Feryel Ouerghi, professeure universitaire à l’ESSECT : « Les disparités régionales bloquent le développement de tout un pays”
La solution préconisée par l’économiste Feryel Ouerghi, pour dégager des marges budgétaires nécessaires à l’investissement public, réside dans l’ajustement budgétaire qui permettra de déclencher un cercle vertueux où la relance de l’activité économique entraînera une augmentation aussi bien des recettes de l’Etat que des exportations.
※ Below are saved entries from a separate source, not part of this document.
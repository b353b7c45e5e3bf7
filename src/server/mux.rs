//! Connection multiplexer.
//!
//! One task owns the [`GameServer`]. Each accepted socket gets a reader task
//! that forwards decoded frames over a channel and a writer task that drains
//! a bounded outgoing queue, so the owner never blocks on a single client.
//! A client whose queue overflows, or whose socket stops taking frames, is
//! dropped.

use std::collections::{HashMap, VecDeque};
use std::future::Future;
use std::io;
use std::net::SocketAddr;
use std::time::Duration;

use anyhow::Context;
use log::{debug, info, warn};
use tokio::net::{TcpListener, TcpStream};
use tokio::sync::mpsc;
use tokio::sync::mpsc::error::TrySendError;
use tokio::task::JoinHandle;

use crate::leaderboard::{FileLeaderboard, ScoreStore};
use crate::protocol::Packet;
use crate::server::game::{Effect, GameServer};
use crate::server::sessions::PlayerId;
use crate::server::ServerConfig;
use crate::transport::{FrameSink, FrameSource, TcpTransport, TransportError};

/// How long shutdown waits for queued farewells to reach clients.
const FLUSH_TIMEOUT: Duration = Duration::from_secs(2);

#[derive(Debug)]
enum ConnEvent {
    Frame { player: PlayerId, packet: Packet },
    Closed { player: PlayerId, reason: String },
}

struct Connection {
    addr: SocketAddr,
    outgoing: mpsc::Sender<Packet>,
    reader: JoinHandle<()>,
    writer: JoinHandle<()>,
}

pub struct Server<S> {
    listener: TcpListener,
    game: GameServer<S>,
    connections: HashMap<PlayerId, Connection>,
    events_tx: mpsc::UnboundedSender<ConnEvent>,
    events_rx: mpsc::UnboundedReceiver<ConnEvent>,
    draining: Vec<JoinHandle<()>>,
    send_queue: usize,
    write_timeout: Duration,
}

impl Server<FileLeaderboard> {
    /// Bind with the file leaderboard named in `config`.
    pub async fn bind(config: &ServerConfig) -> anyhow::Result<Self> {
        let scores = FileLeaderboard::new(config.leaderboard_path.clone());
        Self::bind_with_store(config, scores).await
    }
}

impl<S: ScoreStore + 'static> Server<S> {
    pub async fn bind_with_store(config: &ServerConfig, scores: S) -> anyhow::Result<Self> {
        let listener = TcpListener::bind(&config.bind)
            .await
            .with_context(|| format!("failed to bind {}", config.bind))?;
        let (events_tx, events_rx) = mpsc::unbounded_channel();
        Ok(Server {
            listener,
            game: GameServer::new(config, scores),
            connections: HashMap::new(),
            events_tx,
            events_rx,
            draining: Vec::new(),
            send_queue: config.send_queue.max(1),
            write_timeout: config.write_timeout,
        })
    }

    pub fn local_addr(&self) -> anyhow::Result<SocketAddr> {
        Ok(self.listener.local_addr()?)
    }

    /// Serve until `shutdown` resolves, then notify every client and close.
    /// Hands back the score store.
    pub async fn run<F>(mut self, shutdown: F) -> anyhow::Result<S>
    where
        F: Future<Output = ()>,
    {
        info!("listening on {}", self.local_addr()?);
        tokio::pin!(shutdown);
        loop {
            tokio::select! {
                _ = &mut shutdown => break,
                accepted = self.listener.accept() => match accepted {
                    Ok((stream, addr)) => self.accept(stream, addr),
                    Err(e) => warn!("accept failed: {}", e),
                },
                Some(event) = self.events_rx.recv() => self.on_event(event),
            }
        }

        info!("shutting down, notifying {} client(s)", self.connections.len());
        let effects = self.game.shutdown();
        self.apply(effects);
        let pending = std::mem::take(&mut self.draining);
        let flush = async {
            for writer in pending {
                let _ = writer.await;
            }
        };
        if tokio::time::timeout(FLUSH_TIMEOUT, flush).await.is_err() {
            warn!("some clients did not receive the shutdown notice in time");
        }
        Ok(self.game.into_scores())
    }

    fn accept(&mut self, stream: TcpStream, addr: SocketAddr) {
        let Some((player, effects)) = self.game.connect() else {
            warn!("max clients reached, rejecting connection from {}", addr);
            drop(stream);
            return;
        };
        info!("accepted {} as player {}", addr, player);
        let (mut source, mut sink) = TcpTransport::new(stream).into_split();

        let events = self.events_tx.clone();
        let reader = tokio::spawn(async move {
            loop {
                match source.recv().await {
                    Ok(packet) => {
                        if events.send(ConnEvent::Frame { player, packet }).is_err() {
                            break;
                        }
                    }
                    Err(e) => {
                        let _ = events.send(ConnEvent::Closed {
                            player,
                            reason: e.to_string(),
                        });
                        break;
                    }
                }
            }
        });

        let (outgoing, mut queue) = mpsc::channel::<Packet>(self.send_queue);
        let events = self.events_tx.clone();
        let write_timeout = self.write_timeout;
        let writer = tokio::spawn(async move {
            while let Some(packet) = queue.recv().await {
                let sent = match tokio::time::timeout(write_timeout, sink.send(&packet)).await {
                    Ok(sent) => sent,
                    Err(_) => Err(TransportError::Io(io::Error::new(
                        io::ErrorKind::TimedOut,
                        "client stopped reading",
                    ))),
                };
                if let Err(e) = sent {
                    let _ = events.send(ConnEvent::Closed {
                        player,
                        reason: e.to_string(),
                    });
                    return;
                }
            }
            let _ = sink.shutdown().await;
        });

        self.connections.insert(
            player,
            Connection {
                addr,
                outgoing,
                reader,
                writer,
            },
        );
        self.apply(effects);
    }

    fn on_event(&mut self, event: ConnEvent) {
        match event {
            ConnEvent::Frame { player, packet } => {
                if self.connections.contains_key(&player) {
                    let effects = self.game.handle(player, &packet);
                    self.apply(effects);
                }
            }
            ConnEvent::Closed { player, reason } => {
                if let Some(conn) = self.connections.get(&player) {
                    info!("client {} (player {}) closed: {}", conn.addr, player, reason);
                    self.close(player);
                    let effects = self.game.disconnect(player);
                    self.apply(effects);
                }
            }
        }
    }

    fn apply(&mut self, effects: Vec<Effect>) {
        let mut queue: VecDeque<Effect> = effects.into();
        while let Some(effect) = queue.pop_front() {
            match effect {
                Effect::Send { to, reply } => {
                    let Some(conn) = self.connections.get(&to) else { continue };
                    let packet = reply.to_packet();
                    debug!("player {} <- {}", to, packet.command());
                    match conn.outgoing.try_send(packet) {
                        Ok(()) => {}
                        Err(TrySendError::Full(_)) => {
                            warn!("client {} (player {}) is not reading, dropping it", conn.addr, to);
                            queue.push_back(Effect::Close(to));
                        }
                        // The writer already failed; its Closed event is on the way.
                        Err(TrySendError::Closed(_)) => {}
                    }
                }
                Effect::Close(player) => {
                    if self.close(player) {
                        queue.extend(self.game.disconnect(player));
                    }
                }
            }
        }
    }

    /// Stop reading from `player` and let its writer drain and hang up.
    fn close(&mut self, player: PlayerId) -> bool {
        let Some(conn) = self.connections.remove(&player) else {
            return false;
        };
        conn.reader.abort();
        drop(conn.outgoing);
        self.draining.retain(|w| !w.is_finished());
        self.draining.push(conn.writer);
        true
    }
}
Intervenant lors de la rencontre-débat qui a été organisée par le Forum de l’Académie Politique, en partenariat avec l’organisation allemande Konrad Adenauer Stiftung, sur le thème « Investissement public et développement régional : rôle de l’Etat », Feryel Ouerghi, professeure universitaire à l’Essect, a présenté des pistes de réflexion autour des politiques publiques à adopter, en temps de crise, pour réduire les inégalités en matière de développement régional. A en croire l’économiste, le développement régional a dû faire les frais de la crise économique qui sévit depuis l’apparition de la pandémie et qui s’est aggravée après l’éclatement de la guerre en Ukraine. L’évolution négative de l’indice de développement régional entre 2019 et 2021 (de l’Itceq) en est la parfaite illustration. Les indicateurs relatifs au capital humain, à la santé, à la dimension sociale ainsi qu’au marché du travail ont tous enregistré un net recul au cours des quatre dernières années. La pauvreté a progressé, la qualité de l’éducation s’est détériorée (le nombre d’instituteurs en baisse, l’exacerbation de l’abandon scolaire, la dégradation des infrastructures…etc.) et la capacité des entreprises à recruter a fortement diminué (en raison de la crise).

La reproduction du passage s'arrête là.